France is a Feast: The Photographic Journey of Paul and Julia Child” is a labor of love, about a love affair. The text is written by Julia Child’s nephew, Alex Prud’homme, with whom she collaborated on her autobiography, “My Life in France.” Katie Pratt, a photography curator whose parents were close friends of the Childs, is the co-author. Almost every day during their years in France, Julia and Paul Child took an afternoon walk: these tender, exacting black-and-white photographs are a record, mainly, of those perambulations, first in Paris and then in Marseille, where Paul was stationed in 1953.

The photographs fall roughly into two categories. The first show Paul Child’s attention to pattern and detail, a skill that he used during the war, when he was posted at the Office of Strategic Services in Kandy, Ceylon, now Sri Lanka (among his tasks was making maps of enemy movements and charts of potentially poisonous plants). Two facing pictures in “France is a Feast” underscore his lapidary eye: on the left side of the page, cornhusks hang like stalactites from the eaves of a barn; on the right, in a second photograph, the cornhusk fractals are inverted and held by the spiny bare branches of a winter vineyard. Paul wrote obsessively to his twin brother, Charles, a painter, over the course of his life (Charles replied less frequently).
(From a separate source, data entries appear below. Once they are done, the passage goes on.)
//  Copyright (c) 2020 Christopher Taylor
//
//  Distributed under the Boost Software License, Version 1.0. (See accompanying
//  file LICENSE_1_0.txt or copy at http://www.boost.org/LICENSE_1_0.txt)
//
//! Topic models from directories of text with non-negative matrix
//! factorization.
//!
//! Documents are weighted with TF-IDF into a sparse document-term matrix `X`,
//! which is factored as `X ≈ W H` with `W` (documents x topics) and `H`
//! (topics x terms) both non-negative. Normalized rows of `W` give each
//! document's topic mixture and the heaviest columns of each row of `H` give
//! the words of a topic.
//!
//! ```no_run
//! use std::path::Path;
//! use rust_nmf::{ModelConfig, TopicModel};
//!
//! let config = ModelConfig::new().topics(5).words(8);
//! let model = TopicModel::fit(Path::new("texts"), &config)?;
//! for (topic, words) in model.topic_to_words() {
//!     println!("{}: {}", topic, words.join(" "));
//! }
//! # Ok::<(), rust_nmf::TopicError>(())
//! ```

pub mod corpus;
pub mod error;
pub mod model;
pub mod nmf;
pub mod sparse;
pub mod stopwords;
pub mod summary;
pub mod vectorizer;

pub use corpus::{get_documents, load_corpus, Document, Encoding};
pub use error::{Result, TopicError};
pub use model::{ModelConfig, TopicModel};
pub use nmf::{factor, FactorPair, NonNegativeFactorization};
pub use sparse::SparseMatrix;
pub use summary::{document_distributions, dominant_topics, topic_terms};
pub use vectorizer::{InvertedIndex, TfIdfVectorizer, Tokenizer, Vocabulary};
In one letter, Paul describes how he is entranced by reflections and doubling. The photographer Edward Steichen, whom the Childs befriended in Paris, had advised Paul to limit his work to one subject. For a time, he tried this, labelling his efforts “All Sorts of Things Reflected in Something.” In this quest, Paul photographed a set of shiny copper pans in the cramped kitchen of their flat in Paris, on Rue de l’Université, (an address the Childs dubbed the “Roo de Loo”); a portrait of their housekeeper, “Jeanne-la-Folle,” polishing a mirror; the Pont Neuf reflected in the Seine.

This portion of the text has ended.